While the chemicals have tested safe for short term applications (it’s still recommended not to paint your skin or drink it, why I no longer keep tea next to my paint water!) a lot of it can end up in the water system through how artists wash their brushes or clean up their surface. Green painting practices matter!

raccoons holding the earth
Counting Out Time

It’s not an ideal solution, but I do my best to minimize this impact. I use the same technique for acrylic as I do watercolor and gouache. I use paper towels (sustainably farmed is best!) and I wipe as much excess paint off my brushes as possible. I often let it dry and use the same towel until it’s so stained and saturated that it’s no longer useful. For watercolor, I will do the same for my pallette if needed, but for Acrylic I will let it dry, paint it with a coat of medium and then peel it off to clean because it uses less water.

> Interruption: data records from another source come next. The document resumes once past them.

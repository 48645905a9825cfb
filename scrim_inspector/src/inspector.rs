// Copyright 2025 the Scrim Authors
// SPDX-License-Identifier: Apache-2.0 OR MIT

//! The presentation controller.

use alloc::vec::Vec;
use core::array;
use core::fmt;

use kurbo::Point;

use scrim_geometry::{ScreenMetrics, ScreenRect, place};
use scrim_provider::{InspectorPrefs, PassThroughPolicy, SurfaceHost, TreeProvider};
use scrim_router::{RoutedEvent, TouchEvent, TouchRouter};
use scrim_surfaces::{OverlaySurface, SurfaceId};
use scrim_tree_index::TreeIndex;

/// Initial bubble position, in pixels from the top-left corner.
pub const BUBBLE_INITIAL_POS: (i32, i32) = (50, 200);

/// Bubble side length, in density-independent pixels.
pub const BUBBLE_SIZE_DP: i32 = 60;

/// Info panel size as a fraction of the screen.
pub const INFO_PANEL_FRACTION: (f64, f64) = (0.8, 0.7);

/// Tree panel size as a fraction of the screen.
pub const TREE_PANEL_FRACTION: (f64, f64) = (0.9, 0.8);

/// Duration of the synthetic tap used as the click fallback, in milliseconds.
pub const TAP_DURATION_MS: u32 = 50;

/// Orchestrates the overlay surfaces over one [`SurfaceHost`].
///
/// Every show, move, and hide goes through both the host and the router's
/// registry in the same call, so touch arbitration and compositing can
/// never disagree about where a surface is. Hosts drive the inspector from
/// their input and lifecycle callbacks and render from [`boxes`](Self::boxes)
/// after a [`refresh`](Self::refresh).
pub struct Inspector<H: SurfaceHost, P: InspectorPrefs> {
    host: H,
    prefs: P,
    router: TouchRouter,
    surfaces: [Option<H::Surface>; 6],
    enabled: bool,
    boxes: Vec<ScreenRect>,
}

impl<H: SurfaceHost, P: InspectorPrefs> fmt::Debug for Inspector<H, P> {
    fn fmt(&self, f: &mut fmt::Formatter<'_>) -> fmt::Result {
        f.debug_struct("Inspector")
            .field("router", &self.router)
            .field("surfaces", &self.surfaces)
            .field("enabled", &self.enabled)
            .field("boxes", &self.boxes)
            .finish_non_exhaustive()
    }
}
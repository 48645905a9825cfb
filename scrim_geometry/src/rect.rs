// Copyright 2025 the Scrim Authors
// SPDX-License-Identifier: Apache-2.0 OR MIT

//! Integer screen-absolute rectangle.

use kurbo::Point;

/// An axis-aligned rectangle in screen-absolute integer pixel coordinates.
///
/// Invariant: `right >= left` and `bottom >= top`. Constructors normalize,
/// so a degenerate request yields an empty rect rather than a negative size.
/// Empty rects ([`ScreenRect::is_empty`]) are excluded from indexing and
/// hit-testing by the layers above.
#[derive(Copy, Clone, Debug, PartialEq, Eq, Hash, Default)]
pub struct ScreenRect {
    left: i32,
    top: i32,
    right: i32,
    bottom: i32,
}

impl ScreenRect {
    /// An empty rect at the origin.
    pub const ZERO: Self = Self {
        left: 0,
        top: 0,
        right: 0,
        bottom: 0,
    };

    /// Creates a rect from edges, clamping so `right >= left` and `bottom >= top`.
    #[must_use]
    pub fn new(left: i32, top: i32, right: i32, bottom: i32) -> Self {
        Self {
            left,
            top,
            right: right.max(left),
            bottom: bottom.max(top),
        }
    }

    /// Creates a rect from a top-left origin and a size, clamping negative sizes to zero.
    #[must_use]
    pub fn from_origin_size(x: i32, y: i32, width: i32, height: i32) -> Self {
        Self::new(x, y, x.saturating_add(width.max(0)), y.saturating_add(height.max(0)))
    }

    /// Left edge.
    #[must_use]
    pub const fn left(self) -> i32 {
        self.left
    }

    /// Top edge.
    #[must_use]
    pub const fn top(self) -> i32 {
        self.top
    }

    /// Right edge.
    #[must_use]
    pub const fn right(self) -> i32 {
        self.right
    }

    /// Bottom edge.
    #[must_use]
    pub const fn bottom(self) -> i32 {
        self.bottom
    }

    /// Width in pixels (never negative).
    #[must_use]
    pub const fn width(self) -> i32 {
        self.right - self.left
    }

    /// Height in pixels (never negative).
    #[must_use]
    pub const fn height(self) -> i32 {
        self.bottom - self.top
    }

    /// Returns `true` if the rect has zero area.
    #[must_use]
    pub const fn is_empty(self) -> bool {
        self.right == self.left || self.bottom == self.top
    }

    /// Horizontal center, rounded down.
    #[must_use]
    pub const fn center_x(self) -> i32 {
        self.left + (self.right - self.left) / 2
    }

    /// Vertical center, rounded down.
    #[must_use]
    pub const fn center_y(self) -> i32 {
        self.top + (self.bottom - self.top) / 2
    }

    /// Center as a floating-point [`Point`].
    #[must_use]
    pub fn center(self) -> Point {
        Point::new(
            (self.left + self.right) as f64 / 2.0,
            (self.top + self.bottom) as f64 / 2.0,
        )
    }

    /// Returns `true` if an integer pixel position lies within the rect (edges inclusive).
    #[must_use]
    pub const fn contains(self, x: i32, y: i32) -> bool {
        x >= self.left && x <= self.right && y >= self.top && y <= self.bottom
    }

    /// Returns `true` if a touch position lies within the rect (edges inclusive).
    #[must_use]
    pub fn contains_point(self, p: Point) -> bool {
        p.x >= self.left as f64
            && p.x <= self.right as f64
            && p.y >= self.top as f64
            && p.y <= self.bottom as f64
    }

    /// The rect expanded uniformly by `amount` pixels on all sides.
    ///
    /// A negative `amount` shrinks; shrinking past empty collapses toward the
    /// center rather than inverting the edges.
    #[must_use]
    pub fn expand(self, amount: i32) -> Self {
        Self::new(
            self.left - amount,
            self.top - amount,
            self.right + amount,
            self.bottom + amount,
        )
    }

    /// The rect translated by `(dx, dy)`.
    #[must_use]
    pub fn offset(self, dx: i32, dy: i32) -> Self {
        Self {
            left: self.left + dx,
            top: self.top + dy,
            right: self.right + dx,
            bottom: self.bottom + dy,
        }
    }

    /// The rect relocated so its top-left corner is `(x, y)`, preserving size.
    #[must_use]
    pub fn with_origin(self, x: i32, y: i32) -> Self {
        Self::from_origin_size(x, y, self.width(), self.height())
    }

    /// Returns `true` if `self` lies fully within `[0, screen_w] x [0, screen_h]`.
    #[must_use]
    pub const fn within_screen(self, screen_w: i32, screen_h: i32) -> bool {
        self.left >= 0 && self.top >= 0 && self.right <= screen_w && self.bottom <= screen_h
    }

    /// Translates the rect so it lies within `[0, screen_w - w] x [0, screen_h - h]`,
    /// preserving size. A rect larger than the screen pins to the origin.
    #[must_use]
    pub fn clamp_within(self, screen_w: i32, screen_h: i32) -> Self {
        let max_x = (screen_w - self.width()).max(0);
        let max_y = (screen_h - self.height()).max(0);
        let x = self.left.clamp(0, max_x);
        let y = self.top.clamp(0, max_y);
        self.with_origin(x, y)
    }
}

Only after my paintbrushes and pallettes are pretty clean do they go into the sink for a full rinse–again, not perfect, but it definitely helps significantly.

My paint water is disposed of using evaporation. I keep several large plastic cups on hand, and when painting on-site I will use large-mouth plastic bottles like the ones used for Gatorade. I try to limit my rinse water to an appropriate size cup and rely on the paper towel first when changing color. When the water is too dirty to use, I pour it into one of my evaporation cups, wipe the small cup down and use it again. The cups are by the radiator, and when the water evaporates, it leaves behind a nasty film, and I throw away the cup. All that was saved from entering our water supply!

It might not seem like much, but point pollution is a large contributor to the water pollution crisis. It’s not really one single source, it’s all the little things poured down a drain. While pigments today seem safer than the heavy metals of yore, those organic compounds still can have an effect on fish–and our drinking water!

What ways have made your practice greener? I would love to hear them!